» **EXERCISE AIM**
If a line in the material below has the string "region", copy it out.

» **DATA RECORDS**
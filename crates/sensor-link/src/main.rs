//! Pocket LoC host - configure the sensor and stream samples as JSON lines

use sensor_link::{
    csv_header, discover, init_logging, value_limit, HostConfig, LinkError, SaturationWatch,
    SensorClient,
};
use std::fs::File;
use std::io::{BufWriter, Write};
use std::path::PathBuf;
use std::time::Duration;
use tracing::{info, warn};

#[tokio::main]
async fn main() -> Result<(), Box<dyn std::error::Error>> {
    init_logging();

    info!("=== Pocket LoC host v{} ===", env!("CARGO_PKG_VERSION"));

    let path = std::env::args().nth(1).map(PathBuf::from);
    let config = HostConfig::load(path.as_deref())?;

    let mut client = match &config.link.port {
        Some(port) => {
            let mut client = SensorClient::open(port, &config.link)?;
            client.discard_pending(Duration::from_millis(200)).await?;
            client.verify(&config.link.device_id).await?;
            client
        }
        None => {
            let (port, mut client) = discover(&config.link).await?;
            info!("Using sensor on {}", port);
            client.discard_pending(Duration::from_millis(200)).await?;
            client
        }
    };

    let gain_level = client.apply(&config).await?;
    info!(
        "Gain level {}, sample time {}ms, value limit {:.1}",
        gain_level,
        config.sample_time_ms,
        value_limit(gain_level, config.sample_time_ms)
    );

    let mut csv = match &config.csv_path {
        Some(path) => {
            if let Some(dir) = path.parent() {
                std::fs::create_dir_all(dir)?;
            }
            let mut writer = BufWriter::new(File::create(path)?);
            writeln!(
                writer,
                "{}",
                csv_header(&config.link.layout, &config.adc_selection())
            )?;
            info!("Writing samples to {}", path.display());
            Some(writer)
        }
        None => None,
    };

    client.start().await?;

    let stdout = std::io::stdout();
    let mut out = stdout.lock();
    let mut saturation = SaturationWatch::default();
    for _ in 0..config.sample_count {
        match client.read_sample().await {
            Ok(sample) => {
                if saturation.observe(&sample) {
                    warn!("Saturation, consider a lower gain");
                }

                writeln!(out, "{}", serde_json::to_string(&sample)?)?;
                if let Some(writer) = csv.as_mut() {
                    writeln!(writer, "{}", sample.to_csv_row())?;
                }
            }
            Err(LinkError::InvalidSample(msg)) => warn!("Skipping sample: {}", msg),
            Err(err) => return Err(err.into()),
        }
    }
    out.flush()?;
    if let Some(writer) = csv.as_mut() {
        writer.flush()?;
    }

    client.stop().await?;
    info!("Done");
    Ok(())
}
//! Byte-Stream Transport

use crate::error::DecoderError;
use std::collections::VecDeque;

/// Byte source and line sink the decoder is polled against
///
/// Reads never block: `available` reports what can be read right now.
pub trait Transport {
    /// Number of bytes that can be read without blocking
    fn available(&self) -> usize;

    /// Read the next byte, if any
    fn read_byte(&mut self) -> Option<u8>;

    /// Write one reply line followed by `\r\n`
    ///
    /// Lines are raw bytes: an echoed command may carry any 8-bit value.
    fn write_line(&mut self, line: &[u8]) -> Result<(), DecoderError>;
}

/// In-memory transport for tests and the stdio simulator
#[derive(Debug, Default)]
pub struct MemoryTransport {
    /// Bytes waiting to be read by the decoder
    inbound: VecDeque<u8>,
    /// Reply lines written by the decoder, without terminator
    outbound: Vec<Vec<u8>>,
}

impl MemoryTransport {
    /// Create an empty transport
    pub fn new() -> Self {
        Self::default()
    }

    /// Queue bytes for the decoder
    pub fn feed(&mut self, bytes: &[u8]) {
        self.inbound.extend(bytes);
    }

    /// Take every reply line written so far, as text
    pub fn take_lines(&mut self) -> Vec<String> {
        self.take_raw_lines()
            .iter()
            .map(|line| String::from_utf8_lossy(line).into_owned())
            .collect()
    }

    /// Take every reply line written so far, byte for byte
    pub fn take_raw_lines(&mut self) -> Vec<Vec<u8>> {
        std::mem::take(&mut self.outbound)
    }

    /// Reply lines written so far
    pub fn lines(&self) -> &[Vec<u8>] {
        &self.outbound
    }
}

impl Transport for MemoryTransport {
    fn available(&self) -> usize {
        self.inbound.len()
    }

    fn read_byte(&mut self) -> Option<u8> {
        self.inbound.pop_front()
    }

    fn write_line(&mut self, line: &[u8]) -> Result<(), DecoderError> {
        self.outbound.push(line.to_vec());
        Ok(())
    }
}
---
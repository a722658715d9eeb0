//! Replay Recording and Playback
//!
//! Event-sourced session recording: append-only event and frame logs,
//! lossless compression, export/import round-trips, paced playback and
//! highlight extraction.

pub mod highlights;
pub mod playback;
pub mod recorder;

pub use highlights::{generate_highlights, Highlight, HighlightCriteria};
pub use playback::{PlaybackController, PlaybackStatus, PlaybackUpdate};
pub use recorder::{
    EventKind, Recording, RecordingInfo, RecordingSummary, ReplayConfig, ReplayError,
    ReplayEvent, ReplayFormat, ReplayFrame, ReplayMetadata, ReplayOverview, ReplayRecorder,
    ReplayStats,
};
---
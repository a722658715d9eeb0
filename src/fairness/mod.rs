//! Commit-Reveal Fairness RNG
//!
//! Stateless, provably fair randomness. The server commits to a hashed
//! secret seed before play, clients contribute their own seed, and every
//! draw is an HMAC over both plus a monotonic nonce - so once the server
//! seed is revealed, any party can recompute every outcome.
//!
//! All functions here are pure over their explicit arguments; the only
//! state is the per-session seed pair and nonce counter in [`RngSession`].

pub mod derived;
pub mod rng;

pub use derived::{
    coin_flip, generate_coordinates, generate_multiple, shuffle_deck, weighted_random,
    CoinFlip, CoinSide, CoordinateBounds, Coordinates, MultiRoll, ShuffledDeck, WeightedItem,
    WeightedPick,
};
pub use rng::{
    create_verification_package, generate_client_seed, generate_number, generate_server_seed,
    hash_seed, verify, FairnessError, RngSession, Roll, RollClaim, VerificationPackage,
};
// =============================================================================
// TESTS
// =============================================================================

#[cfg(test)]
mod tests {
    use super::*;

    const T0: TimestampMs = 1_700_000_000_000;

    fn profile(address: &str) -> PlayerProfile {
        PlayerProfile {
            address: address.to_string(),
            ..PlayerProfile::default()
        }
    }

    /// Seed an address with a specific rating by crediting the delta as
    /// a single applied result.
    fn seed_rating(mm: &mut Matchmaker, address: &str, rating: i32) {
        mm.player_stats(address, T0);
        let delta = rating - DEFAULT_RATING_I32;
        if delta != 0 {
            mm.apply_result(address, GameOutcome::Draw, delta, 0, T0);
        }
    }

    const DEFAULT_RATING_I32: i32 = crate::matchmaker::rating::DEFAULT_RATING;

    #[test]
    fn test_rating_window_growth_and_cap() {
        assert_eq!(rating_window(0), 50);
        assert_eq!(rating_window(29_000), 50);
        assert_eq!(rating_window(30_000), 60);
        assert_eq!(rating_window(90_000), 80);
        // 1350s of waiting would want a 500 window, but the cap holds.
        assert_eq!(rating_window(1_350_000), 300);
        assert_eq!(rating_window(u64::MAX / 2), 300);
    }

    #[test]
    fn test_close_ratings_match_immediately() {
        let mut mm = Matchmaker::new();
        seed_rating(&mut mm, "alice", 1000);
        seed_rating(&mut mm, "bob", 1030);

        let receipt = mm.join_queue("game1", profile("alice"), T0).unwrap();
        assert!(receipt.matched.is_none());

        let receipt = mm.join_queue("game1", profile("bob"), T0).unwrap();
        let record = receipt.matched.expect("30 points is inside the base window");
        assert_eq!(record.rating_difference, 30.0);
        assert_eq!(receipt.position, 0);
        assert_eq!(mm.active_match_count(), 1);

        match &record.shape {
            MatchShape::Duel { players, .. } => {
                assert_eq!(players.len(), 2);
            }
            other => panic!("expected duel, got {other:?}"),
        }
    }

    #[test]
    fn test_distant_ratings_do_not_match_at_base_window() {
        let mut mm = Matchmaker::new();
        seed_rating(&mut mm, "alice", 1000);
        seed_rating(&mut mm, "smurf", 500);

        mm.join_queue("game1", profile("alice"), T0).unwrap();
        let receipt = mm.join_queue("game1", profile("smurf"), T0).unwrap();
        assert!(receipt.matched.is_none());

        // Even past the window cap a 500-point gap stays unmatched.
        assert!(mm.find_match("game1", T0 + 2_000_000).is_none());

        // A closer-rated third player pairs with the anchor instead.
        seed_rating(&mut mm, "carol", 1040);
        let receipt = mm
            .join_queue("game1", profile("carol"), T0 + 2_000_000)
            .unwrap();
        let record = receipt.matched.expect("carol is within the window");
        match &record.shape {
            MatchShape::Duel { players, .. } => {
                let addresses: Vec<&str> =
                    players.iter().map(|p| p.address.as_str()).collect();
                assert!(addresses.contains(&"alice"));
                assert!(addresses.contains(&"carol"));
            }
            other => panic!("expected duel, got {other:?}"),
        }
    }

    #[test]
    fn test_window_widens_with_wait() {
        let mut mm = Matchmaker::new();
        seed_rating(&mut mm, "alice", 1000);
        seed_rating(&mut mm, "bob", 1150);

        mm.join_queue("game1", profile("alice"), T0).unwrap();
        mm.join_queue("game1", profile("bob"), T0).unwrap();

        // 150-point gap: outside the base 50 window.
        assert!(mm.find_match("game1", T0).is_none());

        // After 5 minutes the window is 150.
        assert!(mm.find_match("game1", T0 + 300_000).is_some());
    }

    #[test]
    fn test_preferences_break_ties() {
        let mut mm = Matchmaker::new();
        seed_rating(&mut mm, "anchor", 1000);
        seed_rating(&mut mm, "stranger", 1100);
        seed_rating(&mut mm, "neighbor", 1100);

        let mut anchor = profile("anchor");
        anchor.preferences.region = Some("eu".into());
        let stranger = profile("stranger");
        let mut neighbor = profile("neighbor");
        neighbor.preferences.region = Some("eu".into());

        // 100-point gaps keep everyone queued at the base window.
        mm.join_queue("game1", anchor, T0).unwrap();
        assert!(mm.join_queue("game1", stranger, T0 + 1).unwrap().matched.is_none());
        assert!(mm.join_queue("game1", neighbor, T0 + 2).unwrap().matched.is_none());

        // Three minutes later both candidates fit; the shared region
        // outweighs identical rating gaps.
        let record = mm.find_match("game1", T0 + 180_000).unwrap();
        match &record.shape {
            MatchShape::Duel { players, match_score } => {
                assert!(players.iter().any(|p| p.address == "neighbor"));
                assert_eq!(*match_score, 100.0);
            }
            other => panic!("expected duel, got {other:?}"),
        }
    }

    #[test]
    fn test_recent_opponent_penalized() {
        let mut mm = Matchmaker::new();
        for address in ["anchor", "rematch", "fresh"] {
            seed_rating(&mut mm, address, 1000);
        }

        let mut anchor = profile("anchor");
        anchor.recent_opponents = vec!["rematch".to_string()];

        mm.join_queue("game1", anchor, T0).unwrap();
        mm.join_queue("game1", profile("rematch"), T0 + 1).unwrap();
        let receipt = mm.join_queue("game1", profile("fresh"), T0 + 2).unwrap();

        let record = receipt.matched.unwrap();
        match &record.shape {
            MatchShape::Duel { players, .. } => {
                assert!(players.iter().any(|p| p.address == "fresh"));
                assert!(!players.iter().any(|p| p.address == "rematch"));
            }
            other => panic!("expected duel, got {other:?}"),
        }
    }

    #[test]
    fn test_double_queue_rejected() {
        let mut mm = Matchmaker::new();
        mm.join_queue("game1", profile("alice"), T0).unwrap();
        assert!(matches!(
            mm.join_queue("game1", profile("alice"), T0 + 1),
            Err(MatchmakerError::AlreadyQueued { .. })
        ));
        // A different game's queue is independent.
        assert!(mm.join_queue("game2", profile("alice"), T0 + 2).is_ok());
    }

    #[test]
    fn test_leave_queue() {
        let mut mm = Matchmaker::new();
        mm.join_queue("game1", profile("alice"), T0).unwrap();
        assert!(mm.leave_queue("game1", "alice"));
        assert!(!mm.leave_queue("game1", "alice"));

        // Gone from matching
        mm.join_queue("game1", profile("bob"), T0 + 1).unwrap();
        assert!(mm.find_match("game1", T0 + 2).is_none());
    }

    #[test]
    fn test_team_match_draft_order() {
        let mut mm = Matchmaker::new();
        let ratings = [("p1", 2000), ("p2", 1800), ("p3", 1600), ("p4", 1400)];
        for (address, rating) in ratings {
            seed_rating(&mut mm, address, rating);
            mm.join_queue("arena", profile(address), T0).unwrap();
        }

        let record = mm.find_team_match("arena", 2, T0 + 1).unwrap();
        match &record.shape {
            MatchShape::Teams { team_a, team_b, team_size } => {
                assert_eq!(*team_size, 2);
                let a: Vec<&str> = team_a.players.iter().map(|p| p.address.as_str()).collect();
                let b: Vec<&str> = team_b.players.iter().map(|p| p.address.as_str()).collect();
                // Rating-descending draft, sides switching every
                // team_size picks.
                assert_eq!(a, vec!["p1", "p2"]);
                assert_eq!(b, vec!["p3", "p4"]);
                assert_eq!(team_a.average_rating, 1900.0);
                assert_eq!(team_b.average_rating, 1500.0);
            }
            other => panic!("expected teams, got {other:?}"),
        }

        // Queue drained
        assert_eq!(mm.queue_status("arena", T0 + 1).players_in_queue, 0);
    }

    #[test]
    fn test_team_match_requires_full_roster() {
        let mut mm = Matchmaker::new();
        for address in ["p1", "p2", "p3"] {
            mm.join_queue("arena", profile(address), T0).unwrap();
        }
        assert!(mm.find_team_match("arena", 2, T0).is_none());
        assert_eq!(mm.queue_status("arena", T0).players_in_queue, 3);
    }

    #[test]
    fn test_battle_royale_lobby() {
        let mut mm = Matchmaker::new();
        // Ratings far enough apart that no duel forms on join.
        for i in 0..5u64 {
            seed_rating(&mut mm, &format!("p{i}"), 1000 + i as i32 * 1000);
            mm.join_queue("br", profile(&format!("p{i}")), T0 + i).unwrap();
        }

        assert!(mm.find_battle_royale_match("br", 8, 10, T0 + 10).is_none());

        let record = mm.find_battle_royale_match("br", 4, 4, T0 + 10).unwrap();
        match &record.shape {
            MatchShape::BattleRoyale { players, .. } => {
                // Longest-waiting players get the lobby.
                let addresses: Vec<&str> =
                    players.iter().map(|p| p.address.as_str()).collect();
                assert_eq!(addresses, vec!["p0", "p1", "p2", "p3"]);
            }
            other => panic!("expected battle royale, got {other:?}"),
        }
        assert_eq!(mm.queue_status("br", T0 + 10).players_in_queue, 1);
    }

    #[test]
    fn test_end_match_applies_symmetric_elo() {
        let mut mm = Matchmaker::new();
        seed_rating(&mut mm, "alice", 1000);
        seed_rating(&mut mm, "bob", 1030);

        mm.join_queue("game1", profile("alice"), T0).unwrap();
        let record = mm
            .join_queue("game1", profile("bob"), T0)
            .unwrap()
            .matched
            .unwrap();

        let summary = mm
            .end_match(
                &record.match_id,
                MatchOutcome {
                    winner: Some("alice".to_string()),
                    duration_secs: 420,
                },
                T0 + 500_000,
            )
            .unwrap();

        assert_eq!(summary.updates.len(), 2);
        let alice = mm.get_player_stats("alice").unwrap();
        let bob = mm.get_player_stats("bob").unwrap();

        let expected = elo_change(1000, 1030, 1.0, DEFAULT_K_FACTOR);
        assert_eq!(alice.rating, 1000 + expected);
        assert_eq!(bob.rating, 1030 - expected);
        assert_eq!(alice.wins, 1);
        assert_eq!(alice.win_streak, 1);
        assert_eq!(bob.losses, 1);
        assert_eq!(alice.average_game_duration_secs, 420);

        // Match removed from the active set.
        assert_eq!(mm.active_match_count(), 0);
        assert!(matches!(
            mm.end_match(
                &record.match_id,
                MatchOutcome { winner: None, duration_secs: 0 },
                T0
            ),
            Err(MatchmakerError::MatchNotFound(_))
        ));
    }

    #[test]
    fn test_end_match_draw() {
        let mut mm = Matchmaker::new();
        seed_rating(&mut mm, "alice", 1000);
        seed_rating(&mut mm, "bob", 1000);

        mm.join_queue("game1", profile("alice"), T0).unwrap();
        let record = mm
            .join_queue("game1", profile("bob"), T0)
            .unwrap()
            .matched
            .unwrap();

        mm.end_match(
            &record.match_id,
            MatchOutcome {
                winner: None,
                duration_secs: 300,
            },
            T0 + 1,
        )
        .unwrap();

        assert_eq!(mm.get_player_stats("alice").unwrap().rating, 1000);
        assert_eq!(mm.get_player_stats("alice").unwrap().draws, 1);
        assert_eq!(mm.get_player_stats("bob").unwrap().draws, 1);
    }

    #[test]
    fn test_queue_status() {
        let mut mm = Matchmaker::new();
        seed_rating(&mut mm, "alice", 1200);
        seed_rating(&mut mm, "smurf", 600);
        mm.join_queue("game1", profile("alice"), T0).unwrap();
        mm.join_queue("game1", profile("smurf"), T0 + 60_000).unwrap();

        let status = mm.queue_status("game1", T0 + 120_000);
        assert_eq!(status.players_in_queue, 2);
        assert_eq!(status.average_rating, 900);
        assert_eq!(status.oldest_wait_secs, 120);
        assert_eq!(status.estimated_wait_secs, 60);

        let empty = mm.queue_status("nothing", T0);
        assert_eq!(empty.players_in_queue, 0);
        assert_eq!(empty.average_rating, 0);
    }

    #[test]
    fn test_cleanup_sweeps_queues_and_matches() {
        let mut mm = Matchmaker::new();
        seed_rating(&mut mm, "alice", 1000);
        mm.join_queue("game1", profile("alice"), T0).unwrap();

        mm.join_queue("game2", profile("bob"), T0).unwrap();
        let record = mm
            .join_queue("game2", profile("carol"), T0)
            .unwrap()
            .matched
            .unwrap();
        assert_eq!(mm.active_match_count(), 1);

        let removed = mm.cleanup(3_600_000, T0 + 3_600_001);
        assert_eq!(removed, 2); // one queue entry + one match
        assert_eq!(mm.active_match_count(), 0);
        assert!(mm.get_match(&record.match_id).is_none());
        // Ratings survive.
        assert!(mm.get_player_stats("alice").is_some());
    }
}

» **SOLUTION FOR THIS TASK**
        anchor.preferences.region = Some("eu".into());
        neighbor.preferences.region = Some("eu".into());
        // Three minutes later both candidates fit; the shared region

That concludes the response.